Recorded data
━━━━━━━━━━━━━━━━━━━━
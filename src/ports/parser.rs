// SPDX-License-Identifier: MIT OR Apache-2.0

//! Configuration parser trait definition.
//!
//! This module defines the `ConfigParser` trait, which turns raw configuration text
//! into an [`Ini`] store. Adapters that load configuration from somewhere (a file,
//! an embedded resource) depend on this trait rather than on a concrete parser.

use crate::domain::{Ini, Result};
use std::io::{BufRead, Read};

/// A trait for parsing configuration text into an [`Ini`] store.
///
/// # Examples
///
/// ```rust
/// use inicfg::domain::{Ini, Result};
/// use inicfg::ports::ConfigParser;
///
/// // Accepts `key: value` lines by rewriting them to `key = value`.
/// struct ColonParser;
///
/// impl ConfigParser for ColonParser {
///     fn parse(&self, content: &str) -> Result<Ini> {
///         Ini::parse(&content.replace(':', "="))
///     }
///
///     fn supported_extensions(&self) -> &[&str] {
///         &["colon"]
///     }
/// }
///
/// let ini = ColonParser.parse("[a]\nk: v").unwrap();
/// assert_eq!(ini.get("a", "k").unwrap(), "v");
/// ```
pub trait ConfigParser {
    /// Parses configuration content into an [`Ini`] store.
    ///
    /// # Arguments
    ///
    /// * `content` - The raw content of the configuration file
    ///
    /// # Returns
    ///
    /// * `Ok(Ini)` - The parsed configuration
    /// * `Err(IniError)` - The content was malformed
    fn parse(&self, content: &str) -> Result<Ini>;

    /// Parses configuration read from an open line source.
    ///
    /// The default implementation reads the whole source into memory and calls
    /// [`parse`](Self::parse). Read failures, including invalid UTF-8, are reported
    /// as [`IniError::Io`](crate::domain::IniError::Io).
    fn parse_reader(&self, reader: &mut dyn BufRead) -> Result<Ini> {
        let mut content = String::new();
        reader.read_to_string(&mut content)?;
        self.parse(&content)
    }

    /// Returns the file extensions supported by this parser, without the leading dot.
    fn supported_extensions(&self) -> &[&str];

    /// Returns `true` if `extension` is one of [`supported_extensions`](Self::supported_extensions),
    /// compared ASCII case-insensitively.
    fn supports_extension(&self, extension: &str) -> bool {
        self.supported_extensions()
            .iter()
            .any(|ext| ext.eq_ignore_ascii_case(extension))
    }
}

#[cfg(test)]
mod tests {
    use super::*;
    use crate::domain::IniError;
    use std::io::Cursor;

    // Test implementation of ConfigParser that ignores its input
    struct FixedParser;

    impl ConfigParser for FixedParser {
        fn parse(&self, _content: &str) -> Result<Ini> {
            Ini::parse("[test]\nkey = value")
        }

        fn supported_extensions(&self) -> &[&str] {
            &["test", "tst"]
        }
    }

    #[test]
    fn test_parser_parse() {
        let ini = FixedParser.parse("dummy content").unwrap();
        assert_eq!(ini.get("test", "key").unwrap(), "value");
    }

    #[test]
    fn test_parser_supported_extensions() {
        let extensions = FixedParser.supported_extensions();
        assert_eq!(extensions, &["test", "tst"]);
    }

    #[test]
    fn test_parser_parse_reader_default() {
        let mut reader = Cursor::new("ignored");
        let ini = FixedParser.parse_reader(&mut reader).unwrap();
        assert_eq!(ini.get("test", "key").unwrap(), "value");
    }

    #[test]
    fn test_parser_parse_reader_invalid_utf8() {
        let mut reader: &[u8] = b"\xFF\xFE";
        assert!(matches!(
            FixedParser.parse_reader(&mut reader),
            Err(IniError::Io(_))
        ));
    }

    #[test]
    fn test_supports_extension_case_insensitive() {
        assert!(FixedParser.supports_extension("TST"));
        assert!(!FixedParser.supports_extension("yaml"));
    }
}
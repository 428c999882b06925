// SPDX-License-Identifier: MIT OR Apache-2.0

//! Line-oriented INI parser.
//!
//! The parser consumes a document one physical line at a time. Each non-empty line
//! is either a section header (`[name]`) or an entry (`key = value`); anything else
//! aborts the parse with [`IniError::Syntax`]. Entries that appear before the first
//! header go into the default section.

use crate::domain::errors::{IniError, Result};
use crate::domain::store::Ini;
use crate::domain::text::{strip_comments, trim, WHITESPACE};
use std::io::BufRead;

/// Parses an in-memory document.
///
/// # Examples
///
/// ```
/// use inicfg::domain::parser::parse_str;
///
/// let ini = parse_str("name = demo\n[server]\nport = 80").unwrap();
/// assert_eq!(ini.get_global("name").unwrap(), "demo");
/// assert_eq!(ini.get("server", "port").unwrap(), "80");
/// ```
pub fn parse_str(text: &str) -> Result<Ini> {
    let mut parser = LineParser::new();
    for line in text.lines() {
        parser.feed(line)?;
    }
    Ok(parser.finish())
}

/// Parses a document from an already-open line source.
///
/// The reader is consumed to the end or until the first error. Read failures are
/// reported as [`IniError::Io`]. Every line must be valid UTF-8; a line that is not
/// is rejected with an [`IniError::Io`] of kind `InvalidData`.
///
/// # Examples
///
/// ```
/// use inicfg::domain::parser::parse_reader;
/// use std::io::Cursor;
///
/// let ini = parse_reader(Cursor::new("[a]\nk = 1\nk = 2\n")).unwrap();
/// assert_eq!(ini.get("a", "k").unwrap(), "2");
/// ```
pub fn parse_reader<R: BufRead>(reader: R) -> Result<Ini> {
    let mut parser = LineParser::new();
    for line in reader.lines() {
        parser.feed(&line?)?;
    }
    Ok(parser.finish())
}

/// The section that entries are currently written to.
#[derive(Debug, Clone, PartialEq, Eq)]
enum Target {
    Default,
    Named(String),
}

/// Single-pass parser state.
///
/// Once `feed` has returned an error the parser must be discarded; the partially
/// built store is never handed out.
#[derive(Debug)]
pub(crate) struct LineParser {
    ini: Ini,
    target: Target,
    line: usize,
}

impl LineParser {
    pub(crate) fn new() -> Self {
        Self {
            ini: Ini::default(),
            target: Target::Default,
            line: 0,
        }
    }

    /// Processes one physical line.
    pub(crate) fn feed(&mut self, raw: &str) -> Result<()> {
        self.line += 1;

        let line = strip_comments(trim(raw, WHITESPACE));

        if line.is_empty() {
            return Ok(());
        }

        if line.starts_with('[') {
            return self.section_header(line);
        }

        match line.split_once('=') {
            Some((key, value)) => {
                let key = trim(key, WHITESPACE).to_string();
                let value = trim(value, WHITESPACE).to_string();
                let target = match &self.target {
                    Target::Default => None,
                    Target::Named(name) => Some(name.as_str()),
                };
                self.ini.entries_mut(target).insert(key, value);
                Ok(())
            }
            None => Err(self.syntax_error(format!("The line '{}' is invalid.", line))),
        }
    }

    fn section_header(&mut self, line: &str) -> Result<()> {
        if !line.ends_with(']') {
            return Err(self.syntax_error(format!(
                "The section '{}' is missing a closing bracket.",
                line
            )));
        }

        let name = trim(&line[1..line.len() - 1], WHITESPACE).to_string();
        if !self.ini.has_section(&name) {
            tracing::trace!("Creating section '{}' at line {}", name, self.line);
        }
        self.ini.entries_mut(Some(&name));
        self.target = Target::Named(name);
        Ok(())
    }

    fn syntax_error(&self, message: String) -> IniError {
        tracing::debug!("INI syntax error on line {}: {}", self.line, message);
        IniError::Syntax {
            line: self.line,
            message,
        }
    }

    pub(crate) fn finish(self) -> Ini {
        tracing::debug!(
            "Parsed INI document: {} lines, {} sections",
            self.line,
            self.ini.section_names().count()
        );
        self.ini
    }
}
━━━━━━━━━━━━━━━━━━━━
▶ _About this task_:
Repeat each entry above, matching every line exactly.

▶ _Exercise answer_:
filename src/ports/parser.rs
// SPDX-License-Identifier: MIT OR Apache-2.0

//! Configuration parser trait definition.
//!
//! This module defines the `ConfigParser` trait, which turns raw configuration text
//! into an [`Ini`] store. Adapters that load configuration from somewhere (a file,
//! an embedded resource) depend on this trait rather than on a concrete parser.

use crate::domain::{Ini, Result};
use std::io::{BufRead, Read};

/// A trait for parsing configuration text into an [`Ini`] store.
///
/// # Examples
///
/// ```rust
/// use inicfg::domain::{Ini, Result};
/// use inicfg::ports::ConfigParser;
///
/// // Accepts `key: value` lines by rewriting them to `key = value`.
/// struct ColonParser;
///
/// impl ConfigParser for ColonParser {
///     fn parse(&self, content: &str) -> Result<Ini> {
///         Ini::parse(&content.replace(':', "="))
///     }
///
///     fn supported_extensions(&self) -> &[&str] {
///         &["colon"]
///     }
/// }
///
/// let ini = ColonParser.parse("[a]\nk: v").unwrap();
/// assert_eq!(ini.get("a", "k").unwrap(), "v");
/// ```
pub trait ConfigParser {
    /// Parses configuration content into an [`Ini`] store.
    ///
    /// # Arguments
    ///
    /// * `content` - The raw content of the configuration file
    ///
    /// # Returns
    ///
    /// * `Ok(Ini)` - The parsed configuration
    /// * `Err(IniError)` - The content was malformed
    fn parse(&self, content: &str) -> Result<Ini>;

    /// Parses configuration read from an open line source.
    ///
    /// The default implementation reads the whole source into memory and calls
    /// [`parse`](Self::parse). Read failures, including invalid UTF-8, are reported
    /// as [`IniError::Io`](crate::domain::IniError::Io).
    fn parse_reader(&self, reader: &mut dyn BufRead) -> Result<Ini> {
        let mut content = String::new();
        reader.read_to_string(&mut content)?;
        self.parse(&content)
    }

    /// Returns the file extensions supported by this parser, without the leading dot.
    fn supported_extensions(&self) -> &[&str];

    /// Returns `true` if `extension` is one of [`supported_extensions`](Self::supported_extensions),
    /// compared ASCII case-insensitively.
    fn supports_extension(&self, extension: &str) -> bool {
        self.supported_extensions()
            .iter()
            .any(|ext| ext.eq_ignore_ascii_case(extension))
    }
}

#[cfg(test)]
mod tests {
    use super::*;
    use crate::domain::IniError;
    use std::io::Cursor;

    // Test implementation of ConfigParser that ignores its input
    struct FixedParser;

    impl ConfigParser for FixedParser {
        fn parse(&self, _content: &str) -> Result<Ini> {
            Ini::parse("[test]\nkey = value")
        }

        fn supported_extensions(&self) -> &[&str] {
            &["test", "tst"]
        }
    }

    #[test]
    fn test_parser_parse() {
        let ini = FixedParser.parse("dummy content").unwrap();
        assert_eq!(ini.get("test", "key").unwrap(), "value");
    }

    #[test]
    fn test_parser_supported_extensions() {
        let extensions = FixedParser.supported_extensions();
        assert_eq!(extensions, &["test", "tst"]);
    }

    #[test]
    fn test_parser_parse_reader_default() {
        let mut reader = Cursor::new("ignored");
        let ini = FixedParser.parse_reader(&mut reader).unwrap();
        assert_eq!(ini.get("test", "key").unwrap(), "value");
    }

    #[test]
    fn test_parser_parse_reader_invalid_utf8() {
        let mut reader: &[u8] = b"\xFF\xFE";
        assert!(matches!(
            FixedParser.parse_reader(&mut reader),
            Err(IniError::Io(_))
        ));
    }

    #[test]
    fn test_supports_extension_case_insensitive() {
        assert!(FixedParser.supports_extension("TST"));
        assert!(!FixedParser.supports_extension("yaml"));
    }
}
repository 428c999882b06925
// SPDX-License-Identifier: MIT OR Apache-2.0

//! Line-oriented INI parser.
//!
//! The parser consumes a document one physical line at a time. Each non-empty line
//! is either a section header (`[name]`) or an entry (`key = value`); anything else
//! aborts the parse with [`IniError::Syntax`]. Entries that appear before the first
//! header go into the default section.

use crate::domain::errors::{IniError, Result};
use crate::domain::store::Ini;
use crate::domain::text::{strip_comments, trim, WHITESPACE};
use std::io::BufRead;

/// Parses an in-memory document.
///
/// # Examples
///
/// ```
/// use inicfg::domain::parser::parse_str;
///
/// let ini = parse_str("name = demo\n[server]\nport = 80").unwrap();
/// assert_eq!(ini.get_global("name").unwrap(), "demo");
/// assert_eq!(ini.get("server", "port").unwrap(), "80");
/// ```
pub fn parse_str(text: &str) -> Result<Ini> {
    let mut parser = LineParser::new();
    for line in text.lines() {
        parser.feed(line)?;
    }
    Ok(parser.finish())
}

/// Parses a document from an already-open line source.
///
/// The reader is consumed to the end or until the first error. Read failures are
/// reported as [`IniError::Io`]. Every line must be valid UTF-8; a line that is not
/// is rejected with an [`IniError::Io`] of kind `InvalidData`.
///
/// # Examples
///
/// ```
/// use inicfg::domain::parser::parse_reader;
/// use std::io::Cursor;
///
/// let ini = parse_reader(Cursor::new("[a]\nk = 1\nk = 2\n")).unwrap();
/// assert_eq!(ini.get("a", "k").unwrap(), "2");
/// ```
pub fn parse_reader<R: BufRead>(reader: R) -> Result<Ini> {
    let mut parser = LineParser::new();
    for line in reader.lines() {
        parser.feed(&line?)?;
    }
    Ok(parser.finish())
}

/// The section that entries are currently written to.
#[derive(Debug, Clone, PartialEq, Eq)]
enum Target {
    Default,
    Named(String),
}

/// Single-pass parser state.
///
/// Once `feed` has returned an error the parser must be discarded; the partially
/// built store is never handed out.
#[derive(Debug)]
pub(crate) struct LineParser {
    ini: Ini,
    target: Target,
    line: usize,
}

impl LineParser {
    pub(crate) fn new() -> Self {
        Self {
            ini: Ini::default(),
            target: Target::Default,
            line: 0,
        }
    }

    /// Processes one physical line.
    pub(crate) fn feed(&mut self, raw: &str) -> Result<()> {
        self.line += 1;

        let line = strip_comments(trim(raw, WHITESPACE));

        if line.is_empty() {
            return Ok(());
        }

        if line.starts_with('[') {
            return self.section_header(line);
        }

        match line.split_once('=') {
            Some((key, value)) => {
                let key = trim(key, WHITESPACE).to_string();
                let value = trim(value, WHITESPACE).to_string();
                let target = match &self.target {
                    Target::Default => None,
                    Target::Named(name) => Some(name.as_str()),
                };
                self.ini.entries_mut(target).insert(key, value);
                Ok(())
            }
            None => Err(self.syntax_error(format!("The line '{}' is invalid.", line))),
        }
    }

    fn section_header(&mut self, line: &str) -> Result<()> {
        if !line.ends_with(']') {
            return Err(self.syntax_error(format!(
                "The section '{}' is missing a closing bracket.",
                line
            )));
        }

        let name = trim(&line[1..line.len() - 1], WHITESPACE).to_string();
        if !self.ini.has_section(&name) {
            tracing::trace!("Creating section '{}' at line {}", name, self.line);
        }
        self.ini.entries_mut(Some(&name));
        self.target = Target::Named(name);
        Ok(())
    }

    fn syntax_error(&self, message: String) -> IniError {
        tracing::debug!("INI syntax error on line {}: {}", self.line, message);
        IniError::Syntax {
            line: self.line,
            message,
        }
    }

    pub(crate) fn finish(self) -> Ini {
        tracing::debug!(
            "Parsed INI document: {} lines, {} sections",
            self.line,
            self.ini.section_names().count()
        );
        self.ini
    }
}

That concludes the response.